Geography
- Location: Rush Green, London, England
- Coordinates: 51°33′37″N 0°10′35″E﻿ / ﻿51.5602°N 0.1763°E

Organisation
- Care system: NHS England
- Type: District general

History
- Former name: Romford Isolation Hospital
- Opened: 4 April 1901
- Closed: 1995

= Rush Green Hospital =

Rush Green Hospital was a hospital located at Rush Green in the London Borough of Barking and Dagenham in London from 1901 to 1995.

==History==
The need for an isolation hospital for infectious diseases in the Romford area became apparent in 1896, with notified cases of smallpox, scarlet fever, diphtheria and typhoid fever. Approval for the hospital was given by the Local Government Board on 21 December 1898.

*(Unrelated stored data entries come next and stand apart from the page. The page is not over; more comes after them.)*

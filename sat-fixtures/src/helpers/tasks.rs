//! Hard success checks on top of task polling.

use sat_client::{
    api::ForemanApi,
    task::{PollConfig, TaskOutcome, poll_task, poll_task_search},
};
use sat_shared::task::ForemanTask;

use super::{FixtureError, FixtureResult};

/// Only a `success` outcome passes. Failure and timeout abort the fixture.
pub fn ensure_success(outcome: TaskOutcome) -> FixtureResult<ForemanTask> {
    match outcome {
        TaskOutcome::Success(task) => Ok(task),
        TaskOutcome::Failure(task) => {
            tracing::error!("Task {} ({:?}) ended with {}", task.id, task.label, task.result);
            Err(FixtureError::TaskFailed {
                task: task.label.unwrap_or(task.id),
                result: task.result,
            })
        }
        TaskOutcome::Timeout { target, waited } => {
            tracing::error!("Gave up on {} after {:?}", target, waited);
            Err(FixtureError::TaskTimeout { target, waited })
        }
    }
}

pub async fn wait_task_success(
    api: &dyn ForemanApi,
    task_id: &str,
    config: &PollConfig,
) -> FixtureResult<ForemanTask> {
    ensure_success(poll_task(api, task_id, config).await?)
}

pub async fn wait_search_success(
    api: &dyn ForemanApi,
    query: &str,
    config: &PollConfig,
) -> FixtureResult<ForemanTask> {
    ensure_success(poll_task_search(api, query, config).await?)
}
//! Where satellite handles come from.

use std::sync::Arc;

use anyhow::{Context, Result, anyhow};
use async_trait::async_trait;
use tracing::{info, warn};

use sat_shared::broker::BrokerRequest;

use crate::{
    api::{ForemanApi, RestApi},
    broker::Broker,
    config::Settings,
    host::{ContentHost, Satellite},
    shell::{RemoteShell, SshShell},
};

#[async_trait]
pub trait SatelliteProvider: Send + Sync {
    /// Handle for an existing instance, verified to answer.
    async fn connect(&self, settings: &Settings, hostname: &str) -> Result<Satellite>;

    /// Handle for the configured instance, built without contacting it.
    fn from_settings(&self, settings: &Settings) -> Result<Satellite>;

    /// A fresh, disposable instance.
    async fn provision(&self, settings: &Settings) -> Result<Satellite>;

    /// The prepared instance pinned to a RHEL major, for installer runs.
    async fn installer_ready(&self, settings: &Settings, rhel_version: u32) -> Result<Satellite>;

    /// Tear down and hand back an instance obtained from `provision`.
    async fn release(&self, satellite: &Satellite) -> Result<()>;
}

/// Builds handles over the REST and ssh adapters and gets new instances from
/// the broker.
pub struct BrokerSatelliteProvider {
    broker: Arc<dyn Broker>,
}

impl BrokerSatelliteProvider {
    pub fn new(broker: Arc<dyn Broker>) -> Self {
        Self { broker }
    }

    fn handle(settings: &Settings, hostname: &str, name: &str, version: &str) -> Result<Satellite> {
        let api: Arc<dyn ForemanApi> = Arc::new(RestApi::from_settings(&settings.server, hostname)?);
        let shell: Arc<dyn RemoteShell> =
            Arc::new(SshShell::new(hostname, &settings.server.ssh_username));
        Ok(Satellite::new(
            hostname,
            name,
            version,
            settings.server.version.is_stream,
            api,
            shell,
        ))
    }

    async fn checkout_one(&self, request: BrokerRequest, settings: &Settings) -> Result<Satellite> {
        let host = self
            .broker
            .checkout(&request, 1)
            .await?
            .into_iter()
            .next()
            .ok_or_else(|| anyhow!("Broker returned no host for {}", request.name()))?;
        info!("Checked out {} ({})", host.hostname, request.name());
        Self::handle(
            settings,
            &host.hostname,
            &host.name,
            &settings.server.version.release,
        )
    }
}

#[async_trait]
impl SatelliteProvider for BrokerSatelliteProvider {
    async fn connect(&self, settings: &Settings, hostname: &str) -> Result<Satellite> {
        let mut satellite = Self::handle(settings, hostname, hostname, &settings.server.version.release)?;
        let status = satellite
            .api()
            .status()
            .await
            .with_context(|| format!("Satellite {hostname} is not reachable"))?;
        if let Some(version) = status.get("version").and_then(|v| v.as_str()) {
            satellite.version = version.to_string();
        }
        Ok(satellite)
    }

    fn from_settings(&self, settings: &Settings) -> Result<Satellite> {
        let hostname = settings
            .server
            .hostname
            .as_deref()
            .ok_or_else(|| anyhow!("server.hostname is not configured"))?;
        Self::handle(settings, hostname, hostname, &settings.server.version.release)
    }

    async fn provision(&self, settings: &Settings) -> Result<Satellite> {
        let request = BrokerRequest::workflow(&settings.broker.satellite_workflow)
            .arg("deploy_sat_version", settings.server.version.release.as_str())
            .arg("deploy_rhel_version", settings.server.version.rhel_version);
        self.checkout_one(request, settings).await
    }

    async fn installer_ready(&self, settings: &Settings, rhel_version: u32) -> Result<Satellite> {
        let request = BrokerRequest::workflow(&settings.broker.installer_workflow)
            .arg("deploy_rhel_version", rhel_version);
        self.checkout_one(request, settings).await
    }

    async fn release(&self, satellite: &Satellite) -> Result<()> {
        if let Err(e) = satellite.unregister().await {
            warn!("Could not unregister {}: {:#}", satellite.hostname, e);
        }
        let host = ContentHost::new(
            &satellite.name,
            &satellite.hostname,
            Default::default(),
            false,
            satellite.shell().clone(),
        );
        self.broker.checkin(&[host]).await
    }
}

The hospital was opened as the Romford Isolation Hospital on 4 April 1901. It was governed by the Romford Joint Hospital Board, initially consisting of Romford Rural District Council and Romford Urban District Council. The hospital was located in the Dagenham parish of Romford Rural District. Dagenham parish became Dagenham Urban District in April 1926.

The facility was renamed Rush Green Emergency Hospital in 1939 as part of the Emergency Hospital Service. It joined the National Health Service as Rush Green Hospital in 1948. The maternity building opened on 19 October 1968, when patients were transferred from Oldchurch Hospital. It was built by Wates over 21 months at a cost of £750,000. It closed in 1995, with maternity services transferred to Harold Wood Hospital. The site has been redeveloped for housing, a nursing home and for use as a medical centre.

=== Hospital radio service===
On 7 April 1969, Radio Rush Green, was set up by local radio enthusiast Brian Liester, who got permission to create a hospital radio station in the porters' lodge on the hospital grounds to serve the Rush Green Hospital site. By October 1985 the station had grown in popularity and permission was granted to expanded to serve the nearby Oldchurch Hospital, Romford. The station re-launched on 20 October 1985 as Hospital Radio 174, taking its unusual name from London Buses route 174 that served both Rush Green and Oldchurch hospitals. In 1993, the hospital radio service relocated to a new studio at Oldchurch Hospital, and continued to serve Rush Green Hospital until the hospital closed, where the radio station rebranded as Oldchurch Radio. In 2002, Oldchurch Radio closed to form Bedrock Radio.